The very essence of being human is the capacity to experience terrible suffering. As a society, we should be ever willing to help those poor souls who are biologically and psychologically afflicted with the capacity for dysfunction. But to give a free pass to a thug and excuse violent behaviour on things such as substance abuse and anger management dysfunction is to do a terrible disservice to the vast majority of people in similar socio-economic circumstances who don't commit assault, rape, murder and the like. In other words "it's not the alcohol, stupid."
The public, despite instincts to the contrary, have felt compelled to defer to the politically-correct elite. Surely they must be right, aren't they the experts? There must be science and data to justify giving a violent thug a social worker rather than a ten year sentence?
It is important that the public understand that this current fashion is in the realm of belief, ideology or even pseudo-religious superstition. Concepts such as rehabilitation, restorative justice and "the vulnerable" are merely emotional expressions of an ideology. To be sure, appropriate sentencing cannot be a matter of simple reference to science or objective data. A sentence is always a trade off between multiple opposing issues. Therefore sentencing is a matter of opinion and philosophy and depends on the weighting society gives to the well being of victims versus criminals. Observation and objective data can inform but never dictate such matters. No study can demonstrate whether it is prudent or not to impose tough sanctions against criminals. As part of my job I regularly see the misuse and politicising of "the evidence".
In the context of reference to science and objectivity there is an ongoing debate about whether punitive sentences reduce violent crime. There are many issues at play here. One is the distinction between whether the threat of a long prison sentence deters a criminal on any given occasion versus whether incarcerating the small minority of the population who commit the majority of violent crime for long periods reduces the crime rate by taking them off the street. The current establishment ridicules the concept of being "tough on crime" as being ineffective. However, studies that would need to be done to adequately address this question are several orders of magnitude more complex than the sort of inadequate surrogate data that is provided by the elite. So the answer is elusive, however readers need to understand that there is no evidence to prove that these strategies don't work and if anything there is data to suggest that tough sentencing does reduce crime.
However, regardless of whether tough sentencing reduces crime there needs to be an acceptance of what has been obvious throughout the ages; that there is a real tangible benefit to the victims of crime in punishing the criminal. We must acknowledge that injustice can be one of the most potent causes of emotional and psychological carnage. No reasonable person can argue against that. Why do people scream with joy when a criminal is convicted? Why do we glorify people who devote their lives to bringing criminals to justice? Why do victims' relatives lobby so vigorously to prevent murderers receiving parole?

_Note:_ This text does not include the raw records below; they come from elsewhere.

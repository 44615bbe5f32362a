//! SGX archive HTTP fetcher
//!
//! Retrieves the four files of one trading date from the SGX derivatives
//! archive. The archive answers requests for missing indices with a redirect
//! to an error page rather than a 404, and embeds the trading date in the
//! `Content-Disposition` file name of the data files, which is how index
//! drift (the weekend-offset anomaly) is detected.
//!
//! Transport and validation are separate stages: [`SgxHttpFetcher`] first
//! transfers all four raw responses, then the unit is assembled and
//! validated as a whole - any invalid member discards the entire unit.

use crate::config::HTTP_TIMEOUT_SECS;
use crate::fetcher::{ArchiveFetcher, FetchError, FetchResult};
use crate::naming::NamingConvention;
use crate::{ArchiveIndex, FetchedFile, FileUnit};
use async_trait::async_trait;
use bytes::Bytes;
use chrono::{Datelike, NaiveDate};
use reqwest::header::CONTENT_DISPOSITION;
use reqwest::{Client, StatusCode};
use std::time::Duration;
use tracing::{debug, info};

/// Marker in the final URL when the archive redirects a missing file.
const ERROR_PAGE_MARKER: &str = "CustomErrorPage";

/// One file's transport outcome, prior to unit validation.
#[derive(Debug, Clone)]
struct RawFileResponse {
    file_name: String,
    status: StatusCode,
    final_url: String,
    content_disposition: Option<String>,
    body: Bytes,
}

/// HTTP fetcher for the SGX derivatives archive.
pub struct SgxHttpFetcher {
    client: Client,
    naming: NamingConvention,
}

impl SgxHttpFetcher {
    /// Create a fetcher for the given naming convention.
    ///
    /// Requests carry a fixed timeout so a stalled connection surfaces as a
    /// network failure instead of suspending the run.
    pub fn new(naming: NamingConvention) -> FetchResult<Self> {
        let client = Client::builder()
            .timeout(Duration::from_secs(HTTP_TIMEOUT_SECS))
            .build()
            .map_err(|e| FetchError::Unknown(format!("failed to build HTTP client: {e}")))?;
        Ok(Self { client, naming })
    }

    /// Transfer one file of the unit, without validating it.
    async fn transfer_file(
        &self,
        index: ArchiveIndex,
        file_name: &str,
    ) -> FetchResult<RawFileResponse> {
        let url = self.naming.url(index, file_name);
        debug!("requesting {url}");

        let response = self
            .client
            .get(&url)
            .send()
            .await
            .map_err(|e| FetchError::Network(e.to_string()))?;

        let status = response.status();
        let final_url = response.url().as_str().to_string();
        let content_disposition = response
            .headers()
            .get(CONTENT_DISPOSITION)
            .and_then(|v| v.to_str().ok())
            .map(str::to_string);

        let body = response
            .bytes()
            .await
            .map_err(|e| FetchError::Network(e.to_string()))?;

        Ok(RawFileResponse {
            file_name: file_name.to_string(),
            status,
            final_url,
            content_disposition,
            body,
        })
    }
}

#[async_trait]
impl ArchiveFetcher for SgxHttpFetcher {
    async fn fetch_unit(&self, date: NaiveDate, index: ArchiveIndex) -> FetchResult<FileUnit> {
        info!(
            "downloading files for {date} ({}) under index {index}",
            date.weekday()
        );

        let mut responses = Vec::with_capacity(self.naming.file_names.len());
        for file_name in &self.naming.file_names {
            responses.push(self.transfer_file(index, file_name).await?);
        }

        let unit = assemble_unit(&self.naming, date, index, responses)?;
        info!("all {} files retrieved for {date}", unit.files.len());
        Ok(unit)
    }
}

/// Validate all raw responses and assemble the atomic unit.
///
/// Any invalid member fails the whole unit; the files validated before it
/// are dropped with the error, so no partial unit can escape this function.
fn assemble_unit(
    naming: &NamingConvention,
    date: NaiveDate,
    index: ArchiveIndex,
    responses: Vec<RawFileResponse>,
) -> FetchResult<FileUnit> {
    let mut files = Vec::with_capacity(responses.len());
    for raw in responses {
        files.push(validate_file(naming, date, raw)?);
    }
    Ok(FileUnit { date, index, files })
}

/// Validate one raw response against the requested date.
fn validate_file(
    naming: &NamingConvention,
    date: NaiveDate,
    raw: RawFileResponse,
) -> FetchResult<FetchedFile> {
    // Missing files come back as a redirect to an error page
    if raw.final_url.contains(ERROR_PAGE_MARKER) {
        return Err(FetchError::NotFound(raw.file_name));
    }

    if raw.status == StatusCode::NOT_FOUND {
        return Err(FetchError::NotFound(raw.file_name));
    }
    if raw.status.is_server_error() {
        return Err(FetchError::Network(format!(
            "server error {} for {}",
            raw.status, raw.file_name
        )));
    }
    if !raw.status.is_success() {
        return Err(FetchError::Unknown(format!(
            "unexpected status {} for {}",
            raw.status, raw.file_name
        )));
    }

    if naming.has_date_marker(&raw.file_name) {
        let disposition = raw.content_disposition.as_deref().unwrap_or_default();
        match embedded_date(disposition) {
            Some(actual) if actual == date => {
                debug!("{} date marker matches {date}", raw.file_name);
            }
            Some(actual) => {
                return Err(FetchError::DateMismatch {
                    file: raw.file_name,
                    actual,
                    requested: date,
                });
            }
            None => {
                return Err(FetchError::Unknown(format!(
                    "no date marker in Content-Disposition for {}: {disposition:?}",
                    raw.file_name
                )));
            }
        }
    }

    Ok(FetchedFile {
        name: raw.file_name,
        contents: raw.body,
    })
}

/// Extract the first valid YYYYMMDD run from a `Content-Disposition` value.
///
/// File names look like `WEBPXTICK_DT-20250109.zip` or `TC_20250109.txt`;
/// the first eight-digit run that parses as a calendar date wins.
fn embedded_date(disposition: &str) -> Option<NaiveDate> {
    let bytes = disposition.as_bytes();
    for start in 0..bytes.len().saturating_sub(7) {
        let window = &bytes[start..start + 8];
        if !window.iter().all(u8::is_ascii_digit) {
            continue;
        }
        // ASCII digits only, so the slice is valid UTF-8
        if let Some(candidate) = disposition.get(start..start + 8) {
            if let Ok(date) = NaiveDate::parse_from_str(candidate, "%Y%m%d") {
                return Some(date);
            }
        }
    }
    None
}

Injustice can lead to life-long suffering including chronic anguishing flashbacks, torturous obsessive thoughts about the incongruity of the justice system, recurrent sleep problems, morbid depression and even psychosis. We know that these symptoms are representative of changes in the structure and function of the brain. Nerve buds (synapses) grow and others regress; chemical mediators and receptor proteins change; the fundamental milieu of the brain cells is altered. This is basic neuropsychology 101.